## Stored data
+ + + + + + +

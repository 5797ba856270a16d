// crates/scope-gate-core/src/runtime/context.rs
// ============================================================================
// Module: Scope Gate Request Context
// Description: Explicit per-request authorization state.
// Purpose: Thread the principal, decision log, and grant cache through a request.
// Dependencies: crate::core, crate::runtime::resolver
// ============================================================================

//! ## Overview
//! A [`RequestContext`] is created for each request and owned by it. It is
//! never stored in process-wide state. The evaluator appends to its
//! [`ScopeDecisionLog`]; the enforcement guard reads it once the handler is
//! done.

// ============================================================================
// SECTION: Imports
// ============================================================================

use crate::core::Action;
use crate::core::Principal;
use crate::core::RequestMethod;
use crate::runtime::resolver::HeldPermissions;

// ============================================================================
// SECTION: Decision Log
// ============================================================================

/// Append-only record of the action categories a scope decision ran for.
#[derive(Debug, Clone, Default, PartialEq, Eq)]
pub struct ScopeDecisionLog {
    /// Recorded actions in decision order.
    actions: Vec<Action>,
}

impl ScopeDecisionLog {
    /// Returns true when a decision was recorded for the action.
    #[must_use]
    pub fn contains(&self, action: Action) -> bool {
        self.actions.contains(&action)
    }

    /// Returns true when no decision has been recorded.
    #[must_use]
    pub fn is_empty(&self) -> bool {
        self.actions.is_empty()
    }

    /// Returns recorded actions in decision order.
    #[must_use]
    pub fn actions(&self) -> &[Action] {
        &self.actions
    }

    /// Appends a decision.
    pub(crate) fn record(&mut self, action: Action) {
        self.actions.push(action);
    }

    /// Clears the log at the start of a top-level request.
    pub(crate) fn reset(&mut self) {
        self.actions.clear();
    }
}

// ============================================================================
// SECTION: Request Context
// ============================================================================

/// Per-request authorization state.
///
/// # Invariants
/// - The principal is fixed once bound by authentication.
/// - The decision log only grows during a top-level request.
#[derive(Debug, Clone)]
pub struct RequestContext {
    /// Principal the request is evaluated for; anonymous until authenticated.
    principal: Principal,
    /// Whether a principal has been bound.
    authenticated: bool,
    /// Request method.
    method: RequestMethod,
    /// Request identifier when provided.
    request_id: Option<String>,
    /// Scope decisions made so far.
    decisions: ScopeDecisionLog,
    /// Whether a permission lookup ran.
    permission_checked: bool,
    /// Parsed permission map for the principal, filled on first use.
    held: Option<HeldPermissions>,
    /// Whether anti-forgery checks may be skipped.
    csrf_exempt: bool,
    /// Guard nesting depth.
    depth: u32,
}

impl RequestContext {
    /// Creates an anonymous context for a request.
    #[must_use]
    pub fn new(method: RequestMethod) -> Self {
        Self {
            principal: Principal::anonymous(),
            authenticated: false,
            method,
            request_id: None,
            decisions: ScopeDecisionLog::default(),
            permission_checked: false,
            held: None,
            csrf_exempt: false,
            depth: 0,
        }
    }

    /// Creates a context already bound to a principal (upstream session).
    #[must_use]
    pub fn for_principal(method: RequestMethod, principal: Principal) -> Self {
        let mut ctx = Self::new(method);
        ctx.authenticate(principal);
        ctx
    }

    /// Attaches a request identifier.
    #[must_use]
    pub fn with_request_id(mut self, request_id: impl Into<String>) -> Self {
        self.request_id = Some(request_id.into());
        self
    }

    /// Returns the principal (anonymous when unauthenticated).
    #[must_use]
    pub const fn principal(&self) -> &Principal {
        &self.principal
    }

    /// Returns true when a principal has been bound.
    #[must_use]
    pub const fn is_authenticated(&self) -> bool {
        self.authenticated
    }

    /// Binds the authenticated principal and drops any cached grants.
    pub fn authenticate(&mut self, principal: Principal) {
        self.principal = principal;
        self.authenticated = true;
        self.held = None;
    }

    /// Returns the request method.
    #[must_use]
    pub const fn method(&self) -> RequestMethod {
        self.method
    }

    /// Returns the request identifier.
    #[must_use]
    pub fn request_id(&self) -> Option<&str> {
        self.request_id.as_deref()
    }

    /// Returns the scope decision log.
    #[must_use]
    pub const fn decisions(&self) -> &ScopeDecisionLog {
        &self.decisions
    }

    /// Returns true when a permission lookup ran.
    #[must_use]
    pub const fn permission_checked(&self) -> bool {
        self.permission_checked
    }

    /// Returns true when anti-forgery checks may be skipped.
    #[must_use]
    pub const fn csrf_exempt(&self) -> bool {
        self.csrf_exempt
    }

    /// Marks a handler that needs no scoping.
    ///
    /// Records the decision implied by the request method so the guard
    /// accepts the request.
    pub fn mark_unscoped(&mut self) {
        self.permission_checked = true;
        self.decisions.record(self.method.implied_action());
    }

    /// Records a decision for an action.
    pub(crate) fn record_decision(&mut self, action: Action) {
        self.decisions.record(action);
    }

    /// Marks that a permission lookup ran.
    pub(crate) const fn mark_permission_checked(&mut self) {
        self.permission_checked = true;
    }

    /// Marks the request as exempt from anti-forgery checks.
    pub(crate) const fn mark_csrf_exempt(&mut self) {
        self.csrf_exempt = true;
    }

    /// Returns the cached permission map.
    pub(crate) const fn held_permissions(&self) -> Option<&HeldPermissions> {
        self.held.as_ref()
    }

    /// Caches the parsed permission map.
    pub(crate) fn cache_held_permissions(&mut self, held: HeldPermissions) {
        self.held = Some(held);
    }

    /// Returns the guard nesting depth.
    pub(crate) const fn depth(&self) -> u32 {
        self.depth
    }

    /// Sets the guard nesting depth.
    pub(crate) const fn set_depth(&mut self, depth: u32) {
        self.depth = depth;
    }

    /// Clears enforcement state at the start of a top-level request.
    pub(crate) fn reset_enforcement(&mut self) {
        self.permission_checked = false;
        self.decisions.reset();
    }
}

+ + + + + + +

## Task goal
Every record must be output again with its wording unchanged.

## Solved exercise
repository 5797ba856270a16d
// crates/scope-gate-core/src/runtime/context.rs
// ============================================================================
// Module: Scope Gate Request Context
// Description: Explicit per-request authorization state.
// Purpose: Thread the principal, decision log, and grant cache through a request.
// Dependencies: crate::core, crate::runtime::resolver
// ============================================================================

//! ## Overview
//! A [`RequestContext`] is created for each request and owned by it. It is
//! never stored in process-wide state. The evaluator appends to its
//! [`ScopeDecisionLog`]; the enforcement guard reads it once the handler is
//! done.

// ============================================================================
// SECTION: Imports
// ============================================================================

use crate::core::Action;
use crate::core::Principal;
use crate::core::RequestMethod;
use crate::runtime::resolver::HeldPermissions;

// ============================================================================
// SECTION: Decision Log
// ============================================================================

/// Append-only record of the action categories a scope decision ran for.
#[derive(Debug, Clone, Default, PartialEq, Eq)]
pub struct ScopeDecisionLog {
    /// Recorded actions in decision order.
    actions: Vec<Action>,
}

impl ScopeDecisionLog {
    /// Returns true when a decision was recorded for the action.
    #[must_use]
    pub fn contains(&self, action: Action) -> bool {
        self.actions.contains(&action)
    }

    /// Returns true when no decision has been recorded.
    #[must_use]
    pub fn is_empty(&self) -> bool {
        self.actions.is_empty()
    }

    /// Returns recorded actions in decision order.
    #[must_use]
    pub fn actions(&self) -> &[Action] {
        &self.actions
    }

    /// Appends a decision.
    pub(crate) fn record(&mut self, action: Action) {
        self.actions.push(action);
    }

    /// Clears the log at the start of a top-level request.
    pub(crate) fn reset(&mut self) {
        self.actions.clear();
    }
}

// ============================================================================
// SECTION: Request Context
// ============================================================================

/// Per-request authorization state.
///
/// # Invariants
/// - The principal is fixed once bound by authentication.
/// - The decision log only grows during a top-level request.
#[derive(Debug, Clone)]
pub struct RequestContext {
    /// Principal the request is evaluated for; anonymous until authenticated.
    principal: Principal,
    /// Whether a principal has been bound.
    authenticated: bool,
    /// Request method.
    method: RequestMethod,
    /// Request identifier when provided.
    request_id: Option<String>,
    /// Scope decisions made so far.
    decisions: ScopeDecisionLog,
    /// Whether a permission lookup ran.
    permission_checked: bool,
    /// Parsed permission map for the principal, filled on first use.
    held: Option<HeldPermissions>,
    /// Whether anti-forgery checks may be skipped.
    csrf_exempt: bool,
    /// Guard nesting depth.
    depth: u32,
}

impl RequestContext {
    /// Creates an anonymous context for a request.
    #[must_use]
    pub fn new(method: RequestMethod) -> Self {
        Self {
            principal: Principal::anonymous(),
            authenticated: false,
            method,
            request_id: None,
            decisions: ScopeDecisionLog::default(),
            permission_checked: false,
            held: None,
            csrf_exempt: false,
            depth: 0,
        }
    }

    /// Creates a context already bound to a principal (upstream session).
    #[must_use]
    pub fn for_principal(method: RequestMethod, principal: Principal) -> Self {
        let mut ctx = Self::new(method);
        ctx.authenticate(principal);
        ctx
    }

    /// Attaches a request identifier.
    #[must_use]
    pub fn with_request_id(mut self, request_id: impl Into<String>) -> Self {
        self.request_id = Some(request_id.into());
        self
    }

    /// Returns the principal (anonymous when unauthenticated).
    #[must_use]
    pub const fn principal(&self) -> &Principal {
        &self.principal
    }

    /// Returns true when a principal has been bound.
    #[must_use]
    pub const fn is_authenticated(&self) -> bool {
        self.authenticated
    }

    /// Binds the authenticated principal and drops any cached grants.
    pub fn authenticate(&mut self, principal: Principal) {
        self.principal = principal;
        self.authenticated = true;
        self.held = None;
    }

    /// Returns the request method.
    #[must_use]
    pub const fn method(&self) -> RequestMethod {
        self.method
    }

    /// Returns the request identifier.
    #[must_use]
    pub fn request_id(&self) -> Option<&str> {
        self.request_id.as_deref()
    }

    /// Returns the scope decision log.
    #[must_use]
    pub const fn decisions(&self) -> &ScopeDecisionLog {
        &self.decisions
    }

    /// Returns true when a permission lookup ran.
    #[must_use]
    pub const fn permission_checked(&self) -> bool {
        self.permission_checked
    }

    /// Returns true when anti-forgery checks may be skipped.
    #[must_use]
    pub const fn csrf_exempt(&self) -> bool {
        self.csrf_exempt
    }

    /// Marks a handler that needs no scoping.
    ///
    /// Records the decision implied by the request method so the guard
    /// accepts the request.
    pub fn mark_unscoped(&mut self) {
        self.permission_checked = true;
        self.decisions.record(self.method.implied_action());
    }

    /// Records a decision for an action.
    pub(crate) fn record_decision(&mut self, action: Action) {
        self.decisions.record(action);
    }

    /// Marks that a permission lookup ran.
    pub(crate) const fn mark_permission_checked(&mut self) {
        self.permission_checked = true;
    }

    /// Marks the request as exempt from anti-forgery checks.
    pub(crate) const fn mark_csrf_exempt(&mut self) {
        self.csrf_exempt = true;
    }

    /// Returns the cached permission map.
    pub(crate) const fn held_permissions(&self) -> Option<&HeldPermissions> {
        self.held.as_ref()
    }

    /// Caches the parsed permission map.
    pub(crate) fn cache_held_permissions(&mut self, held: HeldPermissions) {
        self.held = Some(held);
    }

    /// Returns the guard nesting depth.
    pub(crate) const fn depth(&self) -> u32 {
        self.depth
    }

    /// Sets the guard nesting depth.
    pub(crate) const fn set_depth(&mut self, depth: u32) {
        self.depth = depth;
    }

    /// Clears enforcement state at the start of a top-level request.
    pub(crate) fn reset_enforcement(&mut self) {
        self.permission_checked = false;
        self.decisions.reset();
    }
}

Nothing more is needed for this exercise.